Specialized high school in New York City

Queens High School for the Sciences (QHSS) is a New York City public specialized high school operated by the New York City Department of Education (NYCDOE) that specializes in cultivating talent in the fields of mathematics and science. It admits students based on their performance on the Specialized High Schools Admissions Test (SHSAT) and is the only specialized high school serving the borough of Queens.

QHSS was founded in 2002 as Queens High School for the Sciences at York College and was located on the campus of York College until 2026. In September 2026, the school relocated to a new building at 165-18 Hillside Avenue in Jamaica, Queens. QHSS is a member of the National Consortium for Specialized Secondary Schools of Mathematics, Science and Technology (NCSSSMST).

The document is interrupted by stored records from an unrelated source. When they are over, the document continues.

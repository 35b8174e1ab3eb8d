use async_trait::async_trait;
use reqwest::StatusCode;
use serde::de::DeserializeOwned;
use serde::Serialize;
use std::marker::PhantomData;
use tracing::debug;

use super::Capability;
use crate::error::AdapterError;

/// A capability served over HTTP: the request is POSTed as JSON and the
/// response body decoded as JSON.
pub struct HttpCapability<Req, Resp> {
    name: String,
    endpoint: String,
    client: reqwest::Client,
    api_key: Option<String>,
    _marker: PhantomData<fn(Req) -> Resp>,
}

impl<Req, Resp> HttpCapability<Req, Resp> {
    pub fn new(name: impl Into<String>, endpoint: impl Into<String>) -> Self {
        Self {
            name: name.into(),
            endpoint: endpoint.into(),
            client: reqwest::Client::new(),
            api_key: None,
            _marker: PhantomData,
        }
    }

    pub fn with_client(mut self, client: reqwest::Client) -> Self {
        self.client = client;
        self
    }

    pub fn with_api_key(mut self, key: impl Into<String>) -> Self {
        self.api_key = Some(key.into());
        self
    }

    pub fn endpoint(&self) -> &str {
        &self.endpoint
    }

    fn map_send_error(&self, e: reqwest::Error) -> AdapterError {
        if e.is_connect() || e.is_timeout() || e.is_request() {
            AdapterError::unavailable(&self.name, e.to_string())
        } else {
            AdapterError::invalid(&self.name, e.to_string())
        }
    }
}

#[async_trait]
impl<Req, Resp> Capability for HttpCapability<Req, Resp>
where
    Req: Serialize + Send + Sync + 'static,
    Resp: DeserializeOwned + Send + 'static,
{
    type Request = Req;
    type Response = Resp;

    fn name(&self) -> &str {
        &self.name
    }

    async fn call(&self, request: &Req) -> Result<Resp, AdapterError> {
        let mut builder = self.client.post(&self.endpoint).json(request);
        if let Some(ref key) = self.api_key {
            builder = builder.bearer_auth(key);
        }

        let response = builder.send().await.map_err(|e| self.map_send_error(e))?;
        let status = response.status();
        debug!(capability = %self.name, status = %status, "Capability responded");

        if status == StatusCode::TOO_MANY_REQUESTS {
            let retry_after_secs = response
                .headers()
                .get(reqwest::header::RETRY_AFTER)
                .and_then(|v| v.to_str().ok())
                .and_then(|v| v.trim().parse().ok());
            return Err(AdapterError::RateLimited {
                capability: self.name.clone(),
                retry_after_secs,
            });
        }
        if status.is_server_error() {
            return Err(AdapterError::unavailable(
                &self.name,
                format!("server error {}", status),
            ));
        }
        if !status.is_success() {
            return Err(AdapterError::invalid(
                &self.name,
                format!("unexpected status {}", status),
            ));
        }

        response
            .json::<Resp>()
            .await
            .map_err(|e| AdapterError::invalid(&self.name, e.to_string()))
    }
}
//! The eight pipeline stages.

mod access;
mod action;
mod cost;
mod discovery;
mod fit;
mod intent;
mod risk;
mod synthesis;

pub use access::{access_score, estimate, travel_minutes, travel_mode, AccessStage};
pub use action::{scopes_for, ActionStage};
pub use cost::CostStage;
pub use discovery::{centroid, merge_candidate, DiscoveryStage};
pub use fit::FitStage;
pub use intent::{build_update, keyword_reading, IntentStage};
pub use risk::RiskStage;
pub use synthesis::{template_draft, template_rationale, template_summary, SynthesisStage};

use pathfinder_core::StageId;

use crate::config::PipelineConfig;
use crate::core::Stage;

/// One instance of every stage, configured for a pipeline.
pub struct StageSuite {
    pub intent: IntentStage,
    pub discovery: DiscoveryStage,
    pub fit: FitStage,
    pub cost: CostStage,
    pub access: AccessStage,
    pub risk: RiskStage,
    pub synthesis: SynthesisStage,
    pub action: ActionStage,
}

impl StageSuite {
    pub fn new(config: &PipelineConfig) -> Self {
        Self {
            intent: IntentStage::new(config.timeout_for(StageId::Intent)),
            discovery: DiscoveryStage::new(
                config.timeout_for(StageId::Discovery),
                config.discovery_cap,
                config.dedup_radius_m,
            ),
            fit: FitStage::new(config.timeout_for(StageId::Fit)),
            cost: CostStage::new(config.timeout_for(StageId::Cost)),
            access: AccessStage::new(config.timeout_for(StageId::Access)),
            risk: RiskStage::new(config.timeout_for(StageId::Risk)),
            synthesis: SynthesisStage::new(config.timeout_for(StageId::Synthesis)),
            action: ActionStage::new(config.timeout_for(StageId::Action)),
        }
    }

    /// The independent enrichment stages, in declaration order.
    pub fn enrichment(&self) -> [&dyn Stage; 3] {
        [&self.fit, &self.cost, &self.access]
    }
}
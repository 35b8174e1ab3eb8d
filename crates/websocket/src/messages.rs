use pathfinder_core::PlanRequest;
use serde::{Deserialize, Serialize};
use uuid::Uuid;

use events::EventEnvelope;

#[derive(Debug, Clone, Serialize, Deserialize)]
#[cfg_attr(feature = "typescript", derive(ts_rs::TS))]
#[cfg_attr(feature = "typescript", ts(export))]
#[serde(tag = "type", rename_all = "snake_case")]
pub enum ClientMessage {
    /// Start planning; progress and the result stream back on this socket.
    Plan { request: PlanRequest },
    /// Observe progress of other requests.
    Subscribe { filter: Option<SubscriptionFilter> },
    Unsubscribe,
    Ping,
}

#[derive(Debug, Clone, Serialize, Deserialize)]
#[cfg_attr(feature = "typescript", derive(ts_rs::TS))]
#[cfg_attr(feature = "typescript", ts(export))]
#[serde(tag = "type", rename_all = "snake_case")]
pub enum ServerMessage {
    /// Stage completion or veto for this socket's request
    Progress { envelope: EventEnvelope },
    /// Terminal envelope for this socket's request
    Result { envelope: EventEnvelope },
    /// The plan request was malformed and nothing was run
    Rejected { field: Option<String>, message: String },
    /// Envelope from a subscribed request
    Event { envelope: EventEnvelope },
    Subscribed { filter: Option<SubscriptionFilter> },
    Unsubscribed,
    Pong,
    Error { message: String },
}

impl ServerMessage {
    /// Wrap an envelope of this socket's own request.
    pub fn for_own_request(envelope: EventEnvelope) -> Self {
        if envelope.is_terminal() {
            Self::Result { envelope }
        } else {
            Self::Progress { envelope }
        }
    }
}

#[derive(Debug, Clone, Serialize, Deserialize)]
#[cfg_attr(feature = "typescript", derive(ts_rs::TS))]
#[cfg_attr(feature = "typescript", ts(export))]
pub struct SubscriptionFilter {
    pub request_ids: Option<Vec<Uuid>>,
}

impl SubscriptionFilter {
    pub fn for_request(request_id: Uuid) -> Self {
        Self {
            request_ids: Some(vec![request_id]),
        }
    }

    pub fn for_requests(request_ids: Vec<Uuid>) -> Self {
        Self {
            request_ids: Some(request_ids),
        }
    }

    pub fn matches(&self, envelope: &EventEnvelope) -> bool {
        match &self.request_ids {
            Some(ids) => ids.contains(&envelope.request_id),
            None => true,
        }
    }
}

In 2024, the U.S. News & World Report ranked QHSS as the #1 high school in New York State and #25 nationwide. According to the 2023–2024 school performance dashboard, the school had high-percentile graduation rates, test scores, advanced-course participation rates, and attendance statistics compared with other NYCDOE high schools.

== Academics ==
QHSS offers a college-preparatory curriculum with an emphasis on mathematics and science. The curriculum includes honors, Advanced Placement (AP), Pre-AP, dual-enrollment and college-level courses. Students taking AP courses are required to sit for the corresponding AP examination, while students enrolled in certain dual-enrollment courses may simultaneously earn high school and college credit.

The mathematics curriculum is designed as a four-year sequence culminating in calculus. The school states that students are expected to graduate with knowledge and skills in calculus, with advanced offerings including AP Calculus AB, AP Calculus BC and AP Statistics. AP Calculus AB and AP Statistics are offered as dual-enrollment courses through York College, allowing students to earn college credit upon successful completion of the corresponding college requirements.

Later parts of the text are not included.